Recommandation du comité

Recommandation du comité
  1. 326. Au vu des conclusions intérimaires qui précèdent, le comité invite le Conseil d'administration à approuver les recommandations suivantes:
    • a) Déplorant profondément l'enlèvement et les menaces de mort dont ont été victimes un nombre important de dirigeants syndicaux ou de membres de leurs familles, le comité souligne que "les droits des organisations de travailleurs et d'employeurs ne peuvent s'exercer que dans un climat exempt de violence, de pressions ou menaces de toutes sortes à l'encontre des dirigeants et des membres de ces organisations, et il appartient aux gouvernements de garantir le respect de ce principe".
    • b) Le comité demande aux autorités d'entreprendre des enquêtes sur les menaces de mort proférées contre le dirigeant syndical Víctor Hugo Durán et sur l'enlèvement de Edwin Rolando Yoc, et de lui fournir des informations au sujet de l'évolution des enquêtes sur les menaces de mort proférées contre Mme Débora Guzmán Chupén et Mme Vilma Cristina González, et de l'enlèvement de cette dernière pendant quatre heures. Le comité souligne que "l'absence de jugements contre les coupables entraîne une impunité de fait qui renforce le climat de violence et d'insécurité, et qui est donc extrêmement dommageable pour l'exercice des activités syndicales".

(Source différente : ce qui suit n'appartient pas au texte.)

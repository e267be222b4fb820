//! End-to-end pipeline tests with fake search and fetch collaborators

use std::collections::HashMap;
use std::time::Duration;

use lyrseek::error::{LyrseekError, Result};
use lyrseek::fetch::PageFetcher;
use lyrseek::pipeline::{MatchReport, Pipeline};
use lyrseek::search::{SearchHit, SearchProvider};

// ============================================================================
// Fakes for the network seams
// ============================================================================

struct FakeSearch {
    hits: Vec<SearchHit>,
    unavailable: bool,
}

impl FakeSearch {
    fn with_hits(hits: Vec<SearchHit>) -> Self {
        Self {
            hits,
            unavailable: false,
        }
    }

    fn unavailable() -> Self {
        Self {
            hits: Vec::new(),
            unavailable: true,
        }
    }
}

impl SearchProvider for FakeSearch {
    fn search_lyrics_pages(&self, _query: &str, max_results: usize) -> Result<Vec<SearchHit>> {
        if self.unavailable {
            return Err(LyrseekError::SearchUnavailable("backend down".into()));
        }
        Ok(self.hits.iter().take(max_results).cloned().collect())
    }
}

struct FakeFetcher {
    pages: HashMap<String, String>,
}

impl FakeFetcher {
    fn new(pages: &[(&str, &str)]) -> Self {
        Self {
            pages: pages
                .iter()
                .map(|(url, html)| (url.to_string(), html.to_string()))
                .collect(),
        }
    }

    fn failing() -> Self {
        Self::new(&[])
    }
}

impl PageFetcher for FakeFetcher {
    fn fetch(&self, url: &str) -> Option<String> {
        self.pages.get(url).cloned()
    }
}

fn hit(title: &str, url: &str) -> SearchHit {
    SearchHit {
        title: title.to_string(),
        url: url.to_string(),
    }
}

fn pipeline(search: FakeSearch, fetcher: FakeFetcher) -> Pipeline {
    // No politeness delay in tests
    Pipeline::new(Box::new(search), Box::new(fetcher)).with_delay(Duration::ZERO)
}

// ============================================================================
// Page fixtures
// ============================================================================

const GENIUS_PAGE: &str = r#"
<!DOCTYPE html>
<html>
<head><title>Harry Styles - As It Was Lyrics | Genius</title></head>
<body>
    <nav>Home Charts Community</nav>
    <div data-lyrics-container="true">
        holdin' me back<br>
        gravity's holdin' me back<br>
        we were only getting older baby<br>
        and i was thinking about it lately
    </div>
    <footer>About Terms Privacy</footer>
</body>
</html>
"#;

const UNRELATED_PAGE: &str = r#"
<!DOCTYPE html>
<html>
<head><title>Other Artist - Different Song Lyrics | Genius</title></head>
<body>
    <div data-lyrics-container="true">
        completely unrelated words about sunshine rivers mountains<br>
        nothing in common with the query at all here<br>
        more filler text to pad this lyric block out properly
    </div>
</body>
</html>
"#;

const NO_LYRICS_PAGE: &str = r#"
<!DOCTYPE html>
<html>
<head><title>Some Page</title></head>
<body><p>short</p></body>
</html>
"#;

// ============================================================================
// End-to-end scenarios
// ============================================================================

#[test]
fn exact_phrase_on_one_page_scores_high() {
    let search = FakeSearch::with_hits(vec![hit(
        "Harry Styles - As It Was Lyrics | Genius",
        "https://genius.com/as-it-was-lyrics",
    )]);
    let fetcher = FakeFetcher::new(&[("https://genius.com/as-it-was-lyrics", GENIUS_PAGE)]);

    let results = pipeline(search, fetcher)
        .find_song_from_snippet("we were only getting older baby", 8);

    assert_eq!(results.len(), 1);
    let best = &results[0];
    assert!(best.score >= 90.0, "score was {}", best.score);
    assert_eq!(best.title, "As It Was");
    assert_eq!(best.artist.as_deref(), Some("Harry Styles"));
    assert!(best
        .matched_fragment
        .as_deref()
        .unwrap()
        .contains("we were only getting older baby"));
}

#[test]
fn no_qualifying_urls_yields_empty_report() {
    let search = FakeSearch::with_hits(vec![]);
    let fetcher = FakeFetcher::failing();

    let p = pipeline(search, fetcher);
    let results = p.find_song_from_snippet("some snippet", 8);
    assert!(results.is_empty());

    let report = p.identify("some snippet", 8);
    assert!(report.best.is_none());
    assert!(report.alternatives.is_empty());

    let json = serde_json::to_value(&report).unwrap();
    assert_eq!(json["best"], serde_json::Value::Null);
    assert_eq!(json["alternatives"], serde_json::json!([]));
}

#[test]
fn all_fetches_failing_is_not_an_error() {
    let search = FakeSearch::with_hits(vec![
        hit("A Lyrics", "https://genius.com/a-lyrics"),
        hit("B Lyrics", "https://genius.com/b-lyrics"),
    ]);
    let fetcher = FakeFetcher::failing();

    let results = pipeline(search, fetcher).find_song_from_snippet("anything at all", 8);
    assert!(results.is_empty());
}

#[test]
fn search_unavailable_is_treated_as_zero_candidates() {
    let results = pipeline(FakeSearch::unavailable(), FakeFetcher::failing())
        .find_song_from_snippet("anything", 8);
    assert!(results.is_empty());
}

#[test]
fn extraction_failure_drops_only_that_candidate() {
    let search = FakeSearch::with_hits(vec![
        hit("Boilerplate Page", "https://genius.com/boilerplate"),
        hit(
            "Harry Styles - As It Was Lyrics | Genius",
            "https://genius.com/as-it-was-lyrics",
        ),
    ]);
    let fetcher = FakeFetcher::new(&[
        ("https://genius.com/boilerplate", NO_LYRICS_PAGE),
        ("https://genius.com/as-it-was-lyrics", GENIUS_PAGE),
    ]);

    let results = pipeline(search, fetcher)
        .find_song_from_snippet("we were only getting older baby", 8);

    assert_eq!(results.len(), 1);
    assert_eq!(results[0].url, "https://genius.com/as-it-was-lyrics");
}

#[test]
fn results_sorted_descending_and_urls_come_from_search() {
    let urls = [
        "https://genius.com/different-song-lyrics",
        "https://genius.com/as-it-was-lyrics",
    ];
    let search = FakeSearch::with_hits(vec![
        hit("Other Artist - Different Song Lyrics | Genius", urls[0]),
        hit("Harry Styles - As It Was Lyrics | Genius", urls[1]),
    ]);
    let fetcher = FakeFetcher::new(&[(urls[0], UNRELATED_PAGE), (urls[1], GENIUS_PAGE)]);

    let results = pipeline(search, fetcher)
        .find_song_from_snippet("we were only getting older baby", 8);

    assert_eq!(results.len(), 2);
    for pair in results.windows(2) {
        assert!(pair[0].score >= pair[1].score);
    }
    // The match containing the phrase outranks the unrelated page
    assert_eq!(results[0].url, urls[1]);
    // Every candidate URL came from the search output
    for candidate in &results {
        assert!(urls.contains(&candidate.url.as_str()));
    }
}

#[test]
fn report_exposes_ranks_two_to_five() {
    let hits: Vec<SearchHit> = (0..6)
        .map(|i| {
            hit(
                "Other Artist - Different Song Lyrics | Genius",
                &format!("https://genius.com/song-{}-lyrics", i),
            )
        })
        .collect();
    let pages: Vec<(String, String)> = (0..6)
        .map(|i| {
            (
                format!("https://genius.com/song-{}-lyrics", i),
                UNRELATED_PAGE.to_string(),
            )
        })
        .collect();
    let page_refs: Vec<(&str, &str)> = pages
        .iter()
        .map(|(u, h)| (u.as_str(), h.as_str()))
        .collect();

    let search = FakeSearch::with_hits(hits);
    let fetcher = FakeFetcher::new(&page_refs);

    let report: MatchReport = pipeline(search, fetcher).identify("sunshine rivers mountains", 6);
    assert!(report.best.is_some());
    assert_eq!(report.alternatives.len(), 4);
}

    • c) Enfin, bien qu'encouragé par une meilleure coopération de la part du gouvernement, le comité déplore que le gouvernement n'ait pas envoyé d'observations sur les autres allégations et le prie instamment de le faire sans retard, plus particulièrement au sujet:
      • - de l'enlèvement de M. Salvador Archila Miranda, travailleur de l'exploitation agricole "Los Cerros", le 31 mars 1996, alors qu'on ne sait toujours pas où il se trouve;
      • - des menaces de mort proférées contre des syndicalistes de la Fédération syndicale des employés de banque; Mme Verónica Vázquez, secrétaire générale, a notamment été avertie que, si elle ne fournissait pas les informations qu'on lui demandait sur les membre de cette fédération, elle pourrait être victime d'une agression;
      • - des menaces et des actes d'intimidation à l'encontre de MM. Féliz Hernández, Jorge Galindo et Danilo Aguilar, dirigeants de la Fédération nationale des fonctionnaires publics; et
      • - des menaces de mort proférées contre M. Juan Francisco Alfaro Mijangos, secrétaire général de la Confédération de l'unité syndicale du Guatemala (CUSG).